Editorials

Yes to convention hotel on Miami Beach

Rendering from Portman Holdings shows the overhead view of the proposed convention center hotel in Miami Beach.
Rendering from Portman Holdings shows the overhead view of the proposed convention center hotel in Miami Beach.

Miami Beach needs a convention center hotel — has for decades. Whether the latest proposal becomes a reality is up to Beach voters now, and we recommend that they say Yes, it should.

With a $600 million renovation of the Miami Beach Convention Center underway, the city no longer can afford to not have an accompanying hotel to accommodate visitors attending higher-end conventions that the city now is losing to better positioned cities across the country.

In the past, proposals have been rejected as too big, too intrusive, too costly for taxpayers. The latest brouhaha is over an 800-room, 288-foot hotel on a parcel of land at the corner of 17th Street and Convention Center Drive, behind the Jackie Gleason Theater.

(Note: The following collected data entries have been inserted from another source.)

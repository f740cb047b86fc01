use thiserror::Error;

/// 应用程序错误类型
#[derive(Debug, Error)]
pub enum AppError {
    /// API 调用错误
    #[error("API错误: {0}")]
    Api(#[from] ApiError),
    /// 配置错误
    #[error("配置错误: {0}")]
    Config(#[from] ConfigError),
    /// 分类体系（framework）错误
    #[error("分类体系错误: {0}")]
    Taxonomy(#[from] TaxonomyError),
    /// 资源名称过滤器构建失败
    #[error("资源名称过滤器错误: {0}")]
    Sanitizer(String),
    /// 其他错误（用于包装第三方库错误）
    #[error("错误: {0}")]
    Other(String),
}

/// API 调用错误
#[derive(Debug, Error)]
pub enum ApiError {
    /// 网络请求失败
    #[error("API请求失败 ({endpoint}): {source}")]
    RequestFailed {
        endpoint: String,
        #[source]
        source: Box<dyn std::error::Error + Send + Sync>,
    },
    /// API 返回错误响应
    #[error("API返回错误响应 ({endpoint}): status={status}, message={message:?}")]
    BadResponse {
        endpoint: String,
        status: u16,
        message: Option<String>,
    },
    /// API 返回空结果
    #[error("API返回空结果: {endpoint}")]
    EmptyResponse { endpoint: String },
    /// JSON 解析失败
    #[error("JSON解析失败: {source}")]
    JsonParseFailed {
        #[source]
        source: Box<dyn std::error::Error + Send + Sync>,
    },
}

/// 配置错误
#[derive(Debug, Error)]
pub enum ConfigError {
    /// 环境变量解析失败
    #[error("环境变量 {var_name} 解析失败: 值 '{value}' 无法转换为 {expected_type}")]
    EnvVarParseFailed {
        var_name: String,
        value: String,
        expected_type: String,
    },
    /// 配置文件读取失败
    #[error("读取配置文件失败 ({path}): {source}")]
    ReadFailed {
        path: String,
        #[source]
        source: std::io::Error,
    },
    /// TOML 解析失败
    #[error("TOML解析失败 ({path}): {source}")]
    TomlParseFailed {
        path: String,
        #[source]
        source: toml::de::Error,
    },
    /// 字符范围非法（起点大于终点）
    #[error("非法的字符范围: {start:?}-{end:?}")]
    InvalidCharRange { start: char, end: char },
}

/// 分类体系错误
#[derive(Debug, Error)]
pub enum TaxonomyError {
    /// 服务端返回带 err 标记的响应
    #[error("framework {framework} 返回错误: {message}")]
    Flagged { framework: String, message: String },
    /// 响应里没有该 framework 的数据
    #[error("framework {framework} 不在响应数据中")]
    MissingFramework { framework: String },
}

// ========== 从常见错误类型转换 ==========

impl From<reqwest::Error> for AppError {
    fn from(err: reqwest::Error) -> Self {
        let endpoint = err
            .url()
            .map(|u| u.to_string())
            .unwrap_or_default();
        AppError::Api(ApiError::RequestFailed {
            endpoint,
            source: Box::new(err),
        })
    }
}

impl From<serde_json::Error> for AppError {
    fn from(err: serde_json::Error) -> Self {
        AppError::Api(ApiError::JsonParseFailed {
            source: Box::new(err),
        })
    }
}

impl From<regex::Error> for AppError {
    fn from(err: regex::Error) -> Self {
        AppError::Sanitizer(err.to_string())
    }
}

impl From<std::io::Error> for AppError {
    fn from(err: std::io::Error) -> Self {
        AppError::Other(err.to_string())
    }
}

// ========== 便捷构造函数 ==========

impl AppError {
    /// 创建API请求失败错误
    pub fn api_request_failed(
        endpoint: impl Into<String>,
        source: impl std::error::Error + Send + Sync + 'static,
    ) -> Self {
        AppError::Api(ApiError::RequestFailed {
            endpoint: endpoint.into(),
            source: Box::new(source),
        })
    }

    /// 创建API错误响应
    pub fn bad_response(endpoint: impl Into<String>, status: u16, message: Option<String>) -> Self {
        AppError::Api(ApiError::BadResponse {
            endpoint: endpoint.into(),
            status,
            message,
        })
    }

    /// 创建API空结果错误
    pub fn empty_response(endpoint: impl Into<String>) -> Self {
        AppError::Api(ApiError::EmptyResponse {
            endpoint: endpoint.into(),
        })
    }
}

// ========== Result 类型别名 ==========

/// 应用程序结果类型
pub type AppResult<T> = Result<T, AppError>;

Miami Beach voters will decide in a referendum whether this proposed convention hotel is realized. One result of the last time the city tried to get a hotel off the ground — 2013 — is the new rule that 60 percent of voters must approve this latest iteration. It’s a high hurdle, but there’s good reason for voters’ backing.

According to the city and the developer, Atlanta-based Portman Holdings, the convention hotel will be 100 percent privately funded and stands to contribute up to $24 million to the city during the life of the 99-year lease; it will bring up to 1,400 jobs to the area, with about 400 being permanent; it will meet a longstanding need on the beach for a first-class hotel attached to a brand-new convention center; it is a scaled-back project that will not have retail shops competing with those on nearby Lincoln Road — a deal-killer the last time around — and, finally, the developer has made changes to appease residents’ concerns, a large park, for instance, and not building as high as allowed.

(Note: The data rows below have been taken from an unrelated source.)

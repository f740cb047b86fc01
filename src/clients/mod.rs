//! 外部服务客户端
//!
//! 控制器只依赖这里的 trait，真实实现走平台 HTTP API

pub mod platform_client;

pub use platform_client::PlatformClient;

use crate::error::AppResult;
use crate::models::{FrameworkResponse, SearchRequest, SearchResponse};
use async_trait::async_trait;
use serde::{Deserialize, Serialize};

/// 组织详情
#[derive(Debug, Clone, Default, PartialEq, Eq, Serialize, Deserialize)]
#[serde(rename_all = "camelCase")]
pub struct OrgDetails {
    pub hash_tag_id: String,
    pub slug: Option<String>,
    pub org_name: Option<String>,
}

/// 分类体系服务
#[async_trait]
pub trait TaxonomyClient: Send + Sync {
    /// 读取 framework，只关心第一条推送
    async fn read_framework(&self, framework: &str) -> AppResult<FrameworkResponse>;
}

/// 组织详情服务
#[async_trait]
pub trait OrgDetailsClient: Send + Sync {
    async fn get_org_details(&self, slug: &str) -> AppResult<OrgDetails>;
}

/// 内容搜索服务
#[async_trait]
pub trait SearchClient: Send + Sync {
    async fn content_search(&self, request: &SearchRequest) -> AppResult<SearchResponse>;
}
pub mod program_loader;

pub use program_loader::{load_program_details, load_user_profile};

Voting is already underway and culminates on March 15. We recommend that Miami Beach residents finally pull the trigger and give this deal their blessing. Mayor Philip Levine, most commissioners, the Miami Beach Chamber of Commerce and the Greater Miami Convention & Visitors Bureau have thrown their support to the project.

A group of advocates recently told the Herald Editorial Board that Miami Beach needs the hotel to stay competitive in the convention business. “This is going to make a significant difference to how this part of the city develops in the future,” said Jack Portman, vice chairman of Portman Holdings.

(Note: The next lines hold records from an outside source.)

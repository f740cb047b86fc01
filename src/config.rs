use crate::error::{AppResult, ConfigError};
use serde::{Deserialize, Serialize};
use serde_json::{json, Map, Value};
use std::collections::BTreeMap;
use std::path::Path;
use std::str::FromStr;

/// 程序配置
///
/// 两个控制器只读取配置，不修改配置
#[derive(Clone, Debug, Serialize, Deserialize)]
#[serde(default)]
pub struct Config {
    /// 每页内容数量
    pub page_size: u32,
    /// 排序选项
    pub sorting_options: Vec<SortOption>,
    /// 默认的 contentType 过滤值
    pub default_content_types: Vec<String>,
    /// 资源名称允许的 Unicode 区段（闭区间）
    pub allowed_char_ranges: Vec<(char, char)>,
    /// 资源名称中禁止出现的字符
    pub disallowed_chars: String,
    /// 搜索软约束权重
    pub soft_rank_weights: BTreeMap<String, u32>,
    /// 本地化提示语
    pub messages: Messages,
    /// 内容卡片映射字段
    pub card_fields: CardFieldConfig,
    /// 搜索接口附加的 query 参数
    pub content_api_query_params: BTreeMap<String, String>,
    // --- 平台 API 配置 ---
    pub api_base_url: String,
    pub api_token: String,
    // --- 命令行运行参数 ---
    /// 探索页对应的组织 slug
    pub explore_slug: String,
    /// 探索页的搜索关键字
    pub explore_query: Option<String>,
    /// 出题向导使用的项目详情 JSON 文件
    pub program_details_path: Option<String>,
    /// 是否显示详细日志
    pub verbose_logging: bool,
    /// 输出日志文件
    pub output_log_file: String,
}

/// 排序选项
#[derive(Clone, Debug, PartialEq, Eq, Serialize, Deserialize)]
pub struct SortOption {
    pub field: String,
    pub name: String,
}

/// 本地化提示语
#[derive(Clone, Debug, Serialize, Deserialize)]
#[serde(default)]
pub struct Messages {
    /// 无结果时的主提示（stmsg.m0007）
    pub no_result_message: String,
    /// 无结果时的说明（stmsg.m0006）
    pub no_result_text: String,
    /// 搜索失败时的说明（fmsg.m0077）
    pub search_failed_text: String,
    /// 搜索失败时的 toast（fmsg.m0051）
    pub search_failed_toast: String,
    /// 特殊字符提示模板，`{char}` 会被替换为具体字符
    pub special_char_template: String,
}

/// 内容卡片映射配置
#[derive(Clone, Debug, Serialize, Deserialize)]
#[serde(default)]
pub struct CardFieldConfig {
    /// 原样拷贝到每张卡片上的字段
    pub constant_data: Map<String, Value>,
    /// 卡片字段名 → 内容里的点分路径
    pub dynamic_fields: BTreeMap<String, String>,
    /// 拷贝到卡片 metaData 的内容字段
    pub meta_fields: Vec<String>,
}

impl Default for Messages {
    fn default() -> Self {
        Self {
            no_result_message: "Please search for something else.".to_string(),
            no_result_text: "No content found".to_string(),
            search_failed_text: "Fetching search results failed".to_string(),
            search_failed_toast: "Something went wrong, try again later".to_string(),
            special_char_template: "Special character {char} is not allowed".to_string(),
        }
    }
}

impl Default for CardFieldConfig {
    fn default() -> Self {
        let constant_data = json!({
            "action": { "onImage": { "eventName": "onImage" } }
        });
        Self {
            constant_data: constant_data.as_object().cloned().unwrap_or_default(),
            dynamic_fields: BTreeMap::new(),
            meta_fields: ["identifier", "mimeType", "framework", "contentType"]
                .iter()
                .map(|s| s.to_string())
                .collect(),
        }
    }
}

/// 默认允许的文字区段：阿拉伯文及表现形式、孟加拉文、天城文、马拉雅拉姆文、
/// 古吉拉特文、卡纳达文、奥里亚文、古木基文、泰米尔文、泰卢固文
pub const DEFAULT_ALLOWED_RANGES: [(char, char); 12] = [
    ('\u{0600}', '\u{06FF}'),
    ('\u{FB50}', '\u{FDFF}'),
    ('\u{FE70}', '\u{FEFF}'),
    ('\u{FB50}', '\u{FDFF}'),
    ('\u{0980}', '\u{09FF}'),
    ('\u{0900}', '\u{097F}'),
    ('\u{0D00}', '\u{0D7F}'),
    ('\u{0A80}', '\u{0AFF}'),
    ('\u{0C80}', '\u{0CFF}'),
    ('\u{0B00}', '\u{0B7F}'),
    ('\u{0A00}', '\u{0A7F}'),
    ('\u{0B80}', '\u{0BFF}'),
];

pub const DEFAULT_DISALLOWED_CHARS: &str = "!`~@#$^*+=[]\\'{}|\"<>%";

impl Default for Config {
    fn default() -> Self {
        Self {
            page_size: 20,
            sorting_options: vec![
                SortOption {
                    field: "lastUpdatedOn".to_string(),
                    name: "Modified On".to_string(),
                },
                SortOption {
                    field: "createdOn".to_string(),
                    name: "Created On".to_string(),
                },
            ],
            default_content_types: [
                "Collection",
                "TextBook",
                "LessonPlan",
                "Resource",
                "Story",
                "Worksheet",
                "Game",
            ]
            .iter()
            .map(|s| s.to_string())
            .collect(),
            allowed_char_ranges: DEFAULT_ALLOWED_RANGES.to_vec(),
            disallowed_chars: DEFAULT_DISALLOWED_CHARS.to_string(),
            soft_rank_weights: [("badgeAssertions", 98), ("board", 99), ("channel", 100)]
                .iter()
                .map(|(k, v)| (k.to_string(), *v))
                .collect(),
            messages: Messages::default(),
            card_fields: CardFieldConfig::default(),
            content_api_query_params: [("orgdetails", "orgName,email")]
                .iter()
                .map(|(k, v)| (k.to_string(), v.to_string()))
                .collect(),
            api_base_url: "https://diksha.gov.in".to_string(),
            api_token: String::new(),
            explore_slug: "ntp".to_string(),
            explore_query: None,
            program_details_path: None,
            verbose_logging: false,
            output_log_file: "output.txt".to_string(),
        }
    }
}

impl Config {
    /// 默认配置叠加环境变量
    pub fn from_env() -> AppResult<Self> {
        Self::default().with_env_overrides()
    }

    /// 从 TOML 文件加载配置，缺失字段使用默认值
    pub fn from_toml_file(path: impl AsRef<Path>) -> AppResult<Self> {
        let path = path.as_ref();
        let content = std::fs::read_to_string(path).map_err(|source| ConfigError::ReadFailed {
            path: path.display().to_string(),
            source,
        })?;
        let config: Config =
            toml::from_str(&content).map_err(|source| ConfigError::TomlParseFailed {
                path: path.display().to_string(),
                source,
            })?;
        config.validate()?;
        Ok(config)
    }

    /// 用环境变量覆盖已有配置
    pub fn with_env_overrides(self) -> AppResult<Self> {
        self.with_overrides_from(|name| std::env::var(name).ok())
    }

    /// 用任意键值来源覆盖配置；数值或布尔值无法解析时报错
    pub fn with_overrides_from(
        self,
        lookup: impl Fn(&str) -> Option<String>,
    ) -> AppResult<Self> {
        let default = self;
        Ok(Self {
            page_size: parse_var(&lookup, "PAGE_SIZE", "u32")?.unwrap_or(default.page_size),
            api_base_url: lookup("API_BASE_URL").unwrap_or(default.api_base_url),
            api_token: lookup("API_TOKEN").unwrap_or(default.api_token),
            explore_slug: lookup("EXPLORE_SLUG").unwrap_or(default.explore_slug),
            explore_query: lookup("EXPLORE_QUERY").or(default.explore_query),
            program_details_path: lookup("PROGRAM_DETAILS_PATH").or(default.program_details_path),
            verbose_logging: parse_var(&lookup, "VERBOSE_LOGGING", "bool")?
                .unwrap_or(default.verbose_logging),
            output_log_file: lookup("OUTPUT_LOG_FILE").unwrap_or(default.output_log_file),
            ..default
        })
    }

    /// 校验字符区段
    pub fn validate(&self) -> AppResult<()> {
        if let Some((start, end)) = self
            .allowed_char_ranges
            .iter()
            .find(|(start, end)| start > end)
        {
            return Err(ConfigError::InvalidCharRange {
                start: *start,
                end: *end,
            }
            .into());
        }
        Ok(())
    }

    /// 渲染特殊字符提示
    pub fn special_char_message(&self, c: char) -> String {
        self.messages
            .special_char_template
            .replace("{char}", &c.to_string())
    }
}

/// 读取并解析一个变量，未设置时返回 `None`
fn parse_var<T: FromStr>(
    lookup: &impl Fn(&str) -> Option<String>,
    name: &str,
    expected_type: &str,
) -> AppResult<Option<T>> {
    let Some(value) = lookup(name) else {
        return Ok(None);
    };
    value.trim().parse().map(Some).map_err(|_| {
        ConfigError::EnvVarParseFailed {
            var_name: name.to_string(),
            value,
            expected_type: expected_type.to_string(),
        }
        .into()
    })
}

The Editorial Board also met with hotel opponents, including Commissioner Kristen Rosen-Gonzalez, former Mayor Matti Bower and Daniel Ciraldo, of the Miami Design Preservation League.

They made some solid points that voters should consider. Traffic — or make that more traffic — is the No. 1 concern. They rightly question studies that indicate additional traffic will be easily absorbed, and even reduced. Ms. Rosen-Gonzalez said it’s unrealistic to assume that hotel visitors will spend all their time indoors and without a set of wheels.

We agree. The city will have to take concrete measures to ensure that new traffic patterns cause as few impediments as possible.

Opponents also say that there was a lack of public input. However, the public spoke loud and clear three years ago when it rejected the larger project. The new proposal addresses many concerns. Now, residents have the chance to give the ultimate public input — by voting. And we recommend that they vote Yes to leasing public land to build the convention center hotel.